▸ **BRIEF**
Would you please transcribe, exactly as written, the lines of the entries below starting at the one that holds "32.0)), Point::new(58.0, 32.0)));" and ending at the one that holds "0.0, 0.0, 10.0)).unwrap_err();", both included?

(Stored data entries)
......
//! 2D affine transforms.
//!
//! [`Transform2D`] is a 2x3 affine matrix. [`TransformStack`] tracks the
//! current transform together with saved states for renderers that support
//! `save()`/`restore()`.
//!
//! # Example
//!
//! ```
//! use secure_field_render::{Point, Transform2D};
//!
//! // Map a 32-unit design grid into a 24px square at (100, 10).
//! let t = Transform2D::translate(100.0, 10.0).then(&Transform2D::scale(24.0 / 32.0));
//! let p = t.transform_point(Point::new(32.0, 32.0));
//! assert!((p.x - 124.0).abs() < 0.001);
//! assert!((p.y - 34.0).abs() < 0.001);
//! ```

use crate::error::{RenderError, RenderResult};
use crate::types::{Point, Rect};

/// A 2D affine transformation matrix.
#[derive(Debug, Clone, Copy, PartialEq)]
pub struct Transform2D {
    /// Matrix elements in column-major order.
    m: [f32; 6],
}

impl Default for Transform2D {
    fn default() -> Self {
        Self::IDENTITY
    }
}

impl Transform2D {
    /// The identity transform (no transformation).
    pub const IDENTITY: Self = Self {
        m: [1.0, 0.0, 0.0, 1.0, 0.0, 0.0],
    };

    /// Create a translation transform.
    #[inline]
    pub const fn translate(tx: f32, ty: f32) -> Self {
        Self {
            m: [1.0, 0.0, 0.0, 1.0, tx, ty],
        }
    }

    /// Create a uniform scaling transform.
    #[inline]
    pub const fn scale(s: f32) -> Self {
        Self::scale_xy(s, s)
    }

    /// Create a non-uniform scaling transform.
    #[inline]
    pub const fn scale_xy(sx: f32, sy: f32) -> Self {
        Self {
            m: [sx, 0.0, 0.0, sy, 0.0, 0.0],
        }
    }

    /// Concatenate this transform with another (self * other).
    ///
    /// The resulting transform first applies `other`, then `self`.
    #[inline]
    pub fn then(&self, other: &Self) -> Self {
        let a = &self.m;
        let b = &other.m;
        Self {
            m: [
                a[0] * b[0] + a[2] * b[1],
                a[1] * b[0] + a[3] * b[1],
                a[0] * b[2] + a[2] * b[3],
                a[1] * b[2] + a[3] * b[3],
                a[0] * b[4] + a[2] * b[5] + a[4],
                a[1] * b[4] + a[3] * b[5] + a[5],
            ],
        }
    }

    /// Apply a translation to this transform.
    #[inline]
    pub fn translated(&self, tx: f32, ty: f32) -> Self {
        self.then(&Self::translate(tx, ty))
    }

    /// Apply a non-uniform scale to this transform.
    #[inline]
    pub fn scaled_xy(&self, sx: f32, sy: f32) -> Self {
        self.then(&Self::scale_xy(sx, sy))
    }

    /// Transform a point.
    #[inline]
    pub fn transform_point(&self, p: Point) -> Point {
        Point::from_vec2(self.to_mat3().transform_point2(p.to_vec2()))
    }

    /// Transform a rectangle, returning the axis-aligned bounds of the result.
    pub fn transform_rect(&self, rect: &Rect) -> Rect {
        let corners = [
            self.transform_point(Point::new(rect.left(), rect.top())),
            self.transform_point(Point::new(rect.right(), rect.top())),
            self.transform_point(Point::new(rect.left(), rect.bottom())),
            self.transform_point(Point::new(rect.right(), rect.bottom())),
        ];
        let (mut min, mut max) = (corners[0], corners[0]);
        for c in &corners[1..] {
            min = Point::new(min.x.min(c.x), min.y.min(c.y));
            max = Point::new(max.x.max(c.x), max.y.max(c.y));
        }
        Rect::from_corners(min, max)
    }

    /// The translation component.
    #[inline]
    pub fn translation(&self) -> (f32, f32) {
        (self.m[4], self.m[5])
    }

    /// Check if this is the identity transform.
    #[inline]
    pub fn is_identity(&self) -> bool {
        *self == Self::IDENTITY
    }

    /// Convert to a glam 3x3 matrix.
    pub fn to_mat3(&self) -> glam::Mat3 {
        glam::Mat3::from_cols(
            glam::Vec3::new(self.m[0], self.m[1], 0.0),
            glam::Vec3::new(self.m[2], self.m[3], 0.0),
            glam::Vec3::new(self.m[4], self.m[5], 1.0),
        )
    }

    /// Map a square design grid of side `grid` into `bounds`.
    ///
    /// The grid is scaled uniformly by `min(width, height) / grid` and centred
    /// in `bounds`, so non-square bounds never distort the artwork.
    pub fn fit_grid(grid: f32, bounds: Rect) -> RenderResult<Self> {
        if bounds.is_empty() || grid <= 0.0 {
            return Err(RenderError::InvalidBounds {
                width: bounds.width(),
                height: bounds.height(),
            });
        }
        let side = bounds.width().min(bounds.height());
        let scale = side / grid;
        let dx = bounds.left() + (bounds.width() - side) / 2.0;
        let dy = bounds.top() + (bounds.height() - side) / 2.0;
        Ok(Self::translate(dx, dy).then(&Self::scale(scale)))
    }
}

/// A stack of transforms for save/restore.
#[derive(Debug, Clone)]
pub struct TransformStack {
    current: Transform2D,
    stack: Vec<Transform2D>,
}

impl Default for TransformStack {
    fn default() -> Self {
        Self::new()
    }
}

impl TransformStack {
    /// Create a new transform stack with the identity transform.
    pub fn new() -> Self {
        Self {
            current: Transform2D::IDENTITY,
            stack: Vec::new(),
        }
    }

    /// The current transform.
    #[inline]
    pub fn current(&self) -> &Transform2D {
        &self.current
    }

    /// Save the current transform.
    pub fn save(&mut self) {
        self.stack.push(self.current);
    }

    /// Restore the most recently saved transform.
    ///
    /// An unbalanced restore leaves the current transform unchanged.
    pub fn restore(&mut self) {
        if let Some(t) = self.stack.pop() {
            self.current = t;
        }
    }

    /// Number of saved states.
    pub fn depth(&self) -> usize {
        self.stack.len()
    }

    /// Concatenate a transform onto the current one.
    pub fn concat(&mut self, transform: &Transform2D) {
        self.current = self.current.then(transform);
    }

    pub fn translate(&mut self, tx: f32, ty: f32) {
        self.current = self.current.translated(tx, ty);
    }

    pub fn scale_xy(&mut self, sx: f32, sy: f32) {
        self.current = self.current.scaled_xy(sx, sy);
    }
}

#[cfg(test)]
mod tests {
    use super::*;

    fn approx(a: Point, b: Point) -> bool {
        (a.x - b.x).abs() < 0.001 && (a.y - b.y).abs() < 0.001
    }

    #[test]
    fn test_then_order() {
        let t = Transform2D::translate(5.0, 0.0).then(&Transform2D::scale(2.0));
        assert!(approx(t.transform_point(Point::new(1.0, 1.0)), Point::new(7.0, 2.0)));
    }

    #[test]
    fn test_mat3_matches_affine_columns() {
        let t = Transform2D::translate(3.0, -2.0).then(&Transform2D::scale_xy(2.0, 4.0));
        let m = t.to_mat3();
        assert_eq!(m.z_axis, glam::Vec3::new(3.0, -2.0, 1.0));
        assert_eq!(m.x_axis, glam::Vec3::new(2.0, 0.0, 0.0));
        assert_eq!(m.y_axis, glam::Vec3::new(0.0, 4.0, 0.0));

        let p = t.transform_point(Point::new(1.0, 1.0));
        assert!(approx(p, Point::new(5.0, 2.0)));
        assert_eq!(Point::from_vec2(p.to_vec2()), p);
    }

    #[test]
    fn test_fit_grid_square() {
        let t = Transform2D::fit_grid(32.0, Rect::new(0.0, 0.0, 16.0, 16.0)).unwrap();
        assert!(approx(t.transform_point(Point::new(32.0, 32.0)), Point::new(16.0, 16.0)));
    }

    #[test]
    fn test_fit_grid_centres_non_square_bounds() {
        let t = Transform2D::fit_grid(32.0, Rect::new(10.0, 0.0, 64.0, 32.0)).unwrap();
        assert!(approx(t.transform_point(Point::ZERO), Point::new(26.0, 0.0)));
        assert!(approx(t.transform_point(Point::new(32.0, 32.0)), Point::new(58.0, 32.0)));
    }

    #[test]
    fn test_fit_grid_rejects_empty_bounds() {
        let err = Transform2D::fit_grid(32.0, Rect::new(0.0, 0.0, 0.0, 10.0)).unwrap_err();
        assert!(matches!(err, RenderError::InvalidBounds { .. }));
    }

    #[test]
    fn test_transform_stack() {
        let mut stack = TransformStack::new();
        stack.save();
        stack.translate(10.0, 10.0);
        assert_eq!(stack.current().translation(), (10.0, 10.0));
        stack.restore();
        assert!(stack.current().is_identity());
        stack.restore();
        assert_eq!(stack.depth(), 0);
    }

    #[test]
    fn test_transform_rect_with_scale() {
        let t = Transform2D::scale_xy(2.0, 3.0);
        let r = t.transform_rect(&Rect::new(1.0, 1.0, 2.0, 2.0));
        assert_eq!(r, Rect::new(2.0, 3.0, 4.0, 6.0));
    }
}
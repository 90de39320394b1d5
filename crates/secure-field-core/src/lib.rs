//! Core systems for secure-field.
//!
//! This crate provides the foundational pieces the password widgets are
//! built from:
//!
//! - **Signal/Slot System**: Type-safe notifications between a widget and its host
//! - **Property System**: Change-detecting properties that pair with signals
//! - **Object Identity**: Unique ids for widgets, used by the focus chain
//! - **Errors**: The recoverable error taxonomy shared by every crate
//! - **Logging**: `tracing` target names for filtering subsystem output
//!
//! # Signal/Slot Example
//!
//! ```
//! use secure_field_core::Signal;
//!
//! let text_changed = Signal::<String>::new();
//!
//! let conn_id = text_changed.connect(|text| {
//!     println!("Text changed to: {}", text);
//! });
//!
//! text_changed.emit("hunter2".to_string());
//! text_changed.disconnect(conn_id);
//! ```
//!
//! # Property Example
//!
//! ```
//! use secure_field_core::{Property, Signal};
//!
//! struct Toggle {
//!     on: Property<bool>,
//!     toggled: Signal<bool>,
//! }
//!
//! impl Toggle {
//!     fn set_on(&self, on: bool) {
//!         if self.on.set(on) {
//!             self.toggled.emit(on);
//!         }
//!     }
//! }
//!
//! let toggle = Toggle { on: Property::new(false), toggled: Signal::new() };
//! toggle.set_on(true);
//! assert!(toggle.on.get());
//! ```

mod error;
pub mod logging;
pub mod object;
pub mod property;
pub mod signal;

pub use error::{Result, SecureFieldError, SignalError};
pub use object::{Object, ObjectId};
pub use property::Property;
pub use signal::{ConnectionId, Signal};
//! Widget layer for secure-field.
//!
//! This module provides the pieces every widget in the crate is built from:
//!
//! - [`Widget`] trait: The base trait for all UI elements
//! - [`WidgetBase`]: Common implementation for widget functionality
//! - [`WidgetEvent`]: Input events delivered by the host
//! - [`AnchorConstraints`]: Constraint-based placement of child widgets
//! - [`Formatter`]: Validation and repair of committed content
//!
//! The password widgets themselves live in [`widgets`].
//!
//! # Implementing a Widget
//!
//! A widget embeds a [`WidgetBase`], exposes it through the two required
//! accessors, and provides a size hint and a paint method:
//!
//! ```
//! use secure_field::widget::*;
//! use secure_field_core::{Object, ObjectId};
//! use secure_field_render::Color;
//!
//! struct Swatch {
//!     base: WidgetBase,
//! }
//!
//! impl Object for Swatch {
//!     fn object_id(&self) -> ObjectId {
//!         self.base.object_id()
//!     }
//! }
//!
//! impl Widget for Swatch {
//!     fn widget_base(&self) -> &WidgetBase { &self.base }
//!     fn widget_base_mut(&mut self) -> &mut WidgetBase { &mut self.base }
//!
//!     fn size_hint(&self) -> SizeHint {
//!         SizeHint::from_dimensions(16.0, 16.0)
//!     }
//!
//!     fn paint(&self, ctx: &mut PaintContext<'_>) {
//!         let rect = ctx.rect();
//!         ctx.renderer().fill_rect(rect, Color::GRAY);
//!     }
//! }
//! ```

mod base;
mod cursor;
mod events;
mod formatter;
mod geometry;
mod layout;
mod traits;
pub mod widgets;


pub use base::WidgetBase;
pub use cursor::CursorShape;
pub use events::{
    EnterEvent, EventBase, FocusInEvent, FocusOutEvent, FocusReason, Key, KeyPressEvent,
    KeyboardModifiers, LeaveEvent, MouseButton, MouseMoveEvent, MousePressEvent,
    MouseReleaseEvent, WidgetEvent,
};
pub use formatter::{
    CharsetFormatter, Formatter, MaxLengthFormatter, ValidationState, apply_formatter,
};
pub use geometry::{LayoutDirection, SizeHint, TextAlignment};
pub use layout::{Anchor, AnchorConstraints, AnchorLine};
pub use traits::{PaintContext, Widget};
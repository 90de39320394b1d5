//! Field configuration.
//!
//! [`FieldOptions`] carries the initial policy flags and the geometry of the
//! embedded toggle button. Every key is optional when loading from TOML;
//! missing keys take their default.
//!
//! ```
//! use secure_field::FieldOptions;
//!
//! let options = FieldOptions::from_toml_str(r#"
//!     allow_plain_text = true
//!     button_height = 20.0
//! "#)?;
//! assert!(options.allow_plain_text);
//! assert!(options.show_toggle_button);
//! assert_eq!(options.button_height, 20.0);
//! # Ok::<(), secure_field::OptionsError>(())
//! ```

use serde::{Deserialize, Serialize};
use thiserror::Error;

use secure_field_core::SecureFieldError;
use secure_field_core::logging::targets;

/// Height of the toggle button, in points.
pub const DEFAULT_BUTTON_HEIGHT: f32 = 24.0;
/// Gap between the toggle button and the field's trailing edge.
pub const DEFAULT_BUTTON_TRAILING_INSET: f32 = 4.0;
/// Trailing width kept free of text while the button is present.
pub const DEFAULT_RESERVED_WIDTH: f32 = 32.0;
/// Tooltip shown on the toggle button.
pub const DEFAULT_TOOL_TIP: &str = "Toggle password visibility";
/// Glyph drawn in place of each character while masked.
pub const DEFAULT_MASK_CHAR: char = '\u{2022}';

/// Errors produced while loading or validating [`FieldOptions`].
#[derive(Error, Debug)]
pub enum OptionsError {
    #[error("failed to parse field options: {0}")]
    Parse(#[from] toml::de::Error),

    #[error("failed to serialize field options: {0}")]
    Serialize(#[from] toml::ser::Error),

    #[error("`{name}` must be a finite, non-negative number (got {value})")]
    InvalidDimension { name: &'static str, value: f32 },

    #[error("`button_height` must be greater than zero")]
    ZeroButtonHeight,

    #[error("`mask_char` must be a visible character (got {0:?})")]
    InvalidMaskChar(char),
}

impl From<OptionsError> for SecureFieldError {
    fn from(err: OptionsError) -> Self {
        SecureFieldError::Options(err.to_string())
    }
}

/// Initial configuration for a [`SecureTextField`](crate::SecureTextField).
#[derive(Debug, Clone, PartialEq, Serialize, Deserialize)]
#[serde(default)]
pub struct FieldOptions {
    /// Whether the password may ever be shown as plain text.
    pub allow_plain_text: bool,
    /// Whether to embed a toggle button when plain text is allowed.
    pub show_toggle_button: bool,
    pub button_height: f32,
    pub button_trailing_inset: f32,
    pub reserved_width: f32,
    pub tool_tip: String,
    pub mask_char: char,
    /// Whether the toggle button takes part in keyboard focus traversal.
    pub button_focusable: bool,
}

impl Default for FieldOptions {
    fn default() -> Self {
        Self {
            allow_plain_text: false,
            show_toggle_button: true,
            button_height: DEFAULT_BUTTON_HEIGHT,
            button_trailing_inset: DEFAULT_BUTTON_TRAILING_INSET,
            reserved_width: DEFAULT_RESERVED_WIDTH,
            tool_tip: DEFAULT_TOOL_TIP.to_owned(),
            mask_char: DEFAULT_MASK_CHAR,
            button_focusable: false,
        }
    }
}

impl FieldOptions {
    /// Parse and validate options from a TOML document.
    pub fn from_toml_str(source: &str) -> Result<Self, OptionsError> {
        let options: Self = toml::from_str(source)?;
        options.validate()?;
        tracing::debug!(target: targets::OPTIONS, ?options, "loaded field options");
        Ok(options)
    }

    /// Serialize to a TOML document.
    pub fn to_toml_string(&self) -> Result<String, OptionsError> {
        Ok(toml::to_string(self)?)
    }

    /// Check that geometry and glyph settings are usable.
    pub fn validate(&self) -> Result<(), OptionsError> {
        for (name, value) in [
            ("button_height", self.button_height),
            ("button_trailing_inset", self.button_trailing_inset),
            ("reserved_width", self.reserved_width),
        ] {
            if !value.is_finite() || value < 0.0 {
                return Err(OptionsError::InvalidDimension { name, value });
            }
        }
        if self.button_height == 0.0 {
            return Err(OptionsError::ZeroButtonHeight);
        }
        if self.mask_char.is_control() || self.mask_char.is_whitespace() {
            return Err(OptionsError::InvalidMaskChar(self.mask_char));
        }
        Ok(())
    }

    /// Builder: allow plain-text display.
    pub fn with_allow_plain_text(mut self, allow: bool) -> Self {
        self.allow_plain_text = allow;
        self
    }

    /// Builder: show or hide the toggle button.
    pub fn with_show_toggle_button(mut self, show: bool) -> Self {
        self.show_toggle_button = show;
        self
    }
}
//! Anchor constraints for positioning a child inside its parent.
//!
//! A child is placed by anchoring its edges or centre lines to the parent's,
//! optionally with a fixed height and a fixed aspect ratio. Leading and
//! trailing edges follow the parent's [`LayoutDirection`].
//!
//! ```
//! use secure_field::widget::{Anchor, AnchorConstraints, AnchorLine, LayoutDirection};
//! use secure_field_render::Rect;
//!
//! // A 24px square pinned 4px from the trailing edge, vertically centred.
//! let constraints = AnchorConstraints::new()
//!     .with_anchor(Anchor::to_parent(AnchorLine::Trailing, 4.0))
//!     .with_anchor(Anchor::to_parent(AnchorLine::VerticalCenter, 0.0))
//!     .with_fixed_height(24.0)
//!     .with_aspect_ratio(1.0);
//!
//! let rect = constraints.resolve(Rect::new(0.0, 0.0, 200.0, 30.0), LayoutDirection::LeftToRight);
//! assert_eq!(rect, Rect::new(172.0, 3.0, 24.0, 24.0));
//! ```

use secure_field_render::Rect;

use super::geometry::LayoutDirection;

/// Anchor lines available on each item.
#[derive(Debug, Clone, Copy, PartialEq, Eq, Hash)]
pub enum AnchorLine {
    /// Left edge in left-to-right layouts, right edge in right-to-left.
    Leading,
    /// Right edge in left-to-right layouts, left edge in right-to-left.
    Trailing,
    Top,
    Bottom,
    HorizontalCenter,
    VerticalCenter,
}

impl AnchorLine {
    /// Check if this is a horizontal anchor line.
    #[inline]
    pub fn is_horizontal(&self) -> bool {
        matches!(
            self,
            AnchorLine::Leading | AnchorLine::Trailing | AnchorLine::HorizontalCenter
        )
    }
}

/// An anchor binding one of the child's lines to the same line of the parent.
#[derive(Debug, Clone, Copy, PartialEq)]
pub struct Anchor {
    pub line: AnchorLine,
    /// Inset from the parent line. Positive values move inward for edges and
    /// down/toward trailing for centre lines.
    pub margin: f32,
}

impl Anchor {
    pub fn to_parent(line: AnchorLine, margin: f32) -> Self {
        Self { line, margin }
    }
}

/// A set of anchors plus size constraints for one child item.
#[derive(Debug, Clone, Default, PartialEq)]
pub struct AnchorConstraints {
    anchors: Vec<Anchor>,
    fixed_height: Option<f32>,
    fixed_width: Option<f32>,
    aspect_ratio: Option<f32>,
}

impl AnchorConstraints {
    pub fn new() -> Self {
        Self::default()
    }

    /// Add an anchor. A later anchor on the same line replaces the earlier one.
    pub fn with_anchor(mut self, anchor: Anchor) -> Self {
        self.anchors.retain(|a| a.line != anchor.line);
        self.anchors.push(anchor);
        self
    }

    pub fn with_fixed_height(mut self, height: f32) -> Self {
        self.fixed_height = Some(height);
        self
    }

    pub fn with_fixed_width(mut self, width: f32) -> Self {
        self.fixed_width = Some(width);
        self
    }

    /// Constrain width to `ratio * height`.
    pub fn with_aspect_ratio(mut self, ratio: f32) -> Self {
        self.aspect_ratio = Some(ratio);
        self
    }

    pub fn anchors(&self) -> &[Anchor] {
        &self.anchors
    }

    fn anchor(&self, line: AnchorLine) -> Option<f32> {
        self.anchors.iter().find(|a| a.line == line).map(|a| a.margin)
    }

    /// Compute the child's rectangle inside `parent`.
    ///
    /// Height comes from the fixed height, else from top and bottom anchors,
    /// else the parent's height. Width comes from the fixed width, else the
    /// aspect ratio, else leading and trailing anchors, else the parent's
    /// width. Unanchored axes align to the parent's top or leading edge.
    pub fn resolve(&self, parent: Rect, direction: LayoutDirection) -> Rect {
        let top = self.anchor(AnchorLine::Top);
        let bottom = self.anchor(AnchorLine::Bottom);
        let height = match (self.fixed_height, top, bottom) {
            (Some(h), _, _) => h,
            (None, Some(t), Some(b)) => (parent.height() - t - b).max(0.0),
            _ => parent.height(),
        };

        let leading = self.anchor(AnchorLine::Leading);
        let trailing = self.anchor(AnchorLine::Trailing);
        let width = match (self.fixed_width, self.aspect_ratio, leading, trailing) {
            (Some(w), _, _, _) => w,
            (None, Some(ratio), _, _) => height * ratio,
            (None, None, Some(l), Some(t)) => (parent.width() - l - t).max(0.0),
            _ => parent.width(),
        };

        let y = if let Some(margin) = top {
            parent.top() + margin
        } else if let Some(margin) = bottom {
            parent.bottom() - margin - height
        } else if let Some(margin) = self.anchor(AnchorLine::VerticalCenter) {
            parent.center().y - height / 2.0 + margin
        } else {
            parent.top()
        };

        // Distance of the child's leading edge from the parent's leading edge.
        let from_leading = if let Some(margin) = leading {
            margin
        } else if let Some(margin) = trailing {
            parent.width() - margin - width
        } else if let Some(margin) = self.anchor(AnchorLine::HorizontalCenter) {
            (parent.width() - width) / 2.0 + margin
        } else {
            0.0
        };

        let x = match direction {
            LayoutDirection::LeftToRight => parent.left() + from_leading,
            LayoutDirection::RightToLeft => parent.right() - from_leading - width,
        };

        Rect::new(x, y, width, height)
    }
}

#[cfg(test)]
mod tests {
    use super::*;

    fn button_constraints() -> AnchorConstraints {
        AnchorConstraints::new()
            .with_anchor(Anchor::to_parent(AnchorLine::Trailing, 4.0))
            .with_anchor(Anchor::to_parent(AnchorLine::VerticalCenter, 0.0))
            .with_fixed_height(24.0)
            .with_aspect_ratio(1.0)
    }

    #[test]
    fn test_trailing_square_left_to_right() {
        let rect = button_constraints().resolve(
            Rect::new(0.0, 0.0, 200.0, 28.0),
            LayoutDirection::LeftToRight,
        );
        assert_eq!(rect, Rect::new(172.0, 2.0, 24.0, 24.0));
    }

    #[test]
    fn test_trailing_square_right_to_left() {
        let rect = button_constraints().resolve(
            Rect::new(0.0, 0.0, 200.0, 28.0),
            LayoutDirection::RightToLeft,
        );
        assert_eq!(rect, Rect::new(4.0, 2.0, 24.0, 24.0));
    }

    #[test]
    fn test_fill_between_edges() {
        let rect = AnchorConstraints::new()
            .with_anchor(Anchor::to_parent(AnchorLine::Leading, 2.0))
            .with_anchor(Anchor::to_parent(AnchorLine::Trailing, 3.0))
            .with_anchor(Anchor::to_parent(AnchorLine::Top, 1.0))
            .with_anchor(Anchor::to_parent(AnchorLine::Bottom, 1.0))
            .resolve(Rect::new(10.0, 10.0, 100.0, 20.0), LayoutDirection::LeftToRight);
        assert_eq!(rect, Rect::new(12.0, 11.0, 95.0, 18.0));
    }

    #[test]
    fn test_later_anchor_replaces_earlier() {
        let constraints = AnchorConstraints::new()
            .with_anchor(Anchor::to_parent(AnchorLine::Top, 1.0))
            .with_anchor(Anchor::to_parent(AnchorLine::Top, 5.0));
        assert_eq!(constraints.anchors().len(), 1);
        assert_eq!(constraints.anchors()[0].margin, 5.0);
    }
}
......
▸ **EXPECTED ANSWER**
        assert!(approx(t.transform_point(Point::new(32.0, 32.0)), Point::new(58.0, 32.0)));
    }

    #[test]
    fn test_fit_grid_rejects_empty_bounds() {
        let err = Transform2D::fit_grid(32.0, Rect::new(0.0, 0.0, 0.0, 10.0)).unwrap_err();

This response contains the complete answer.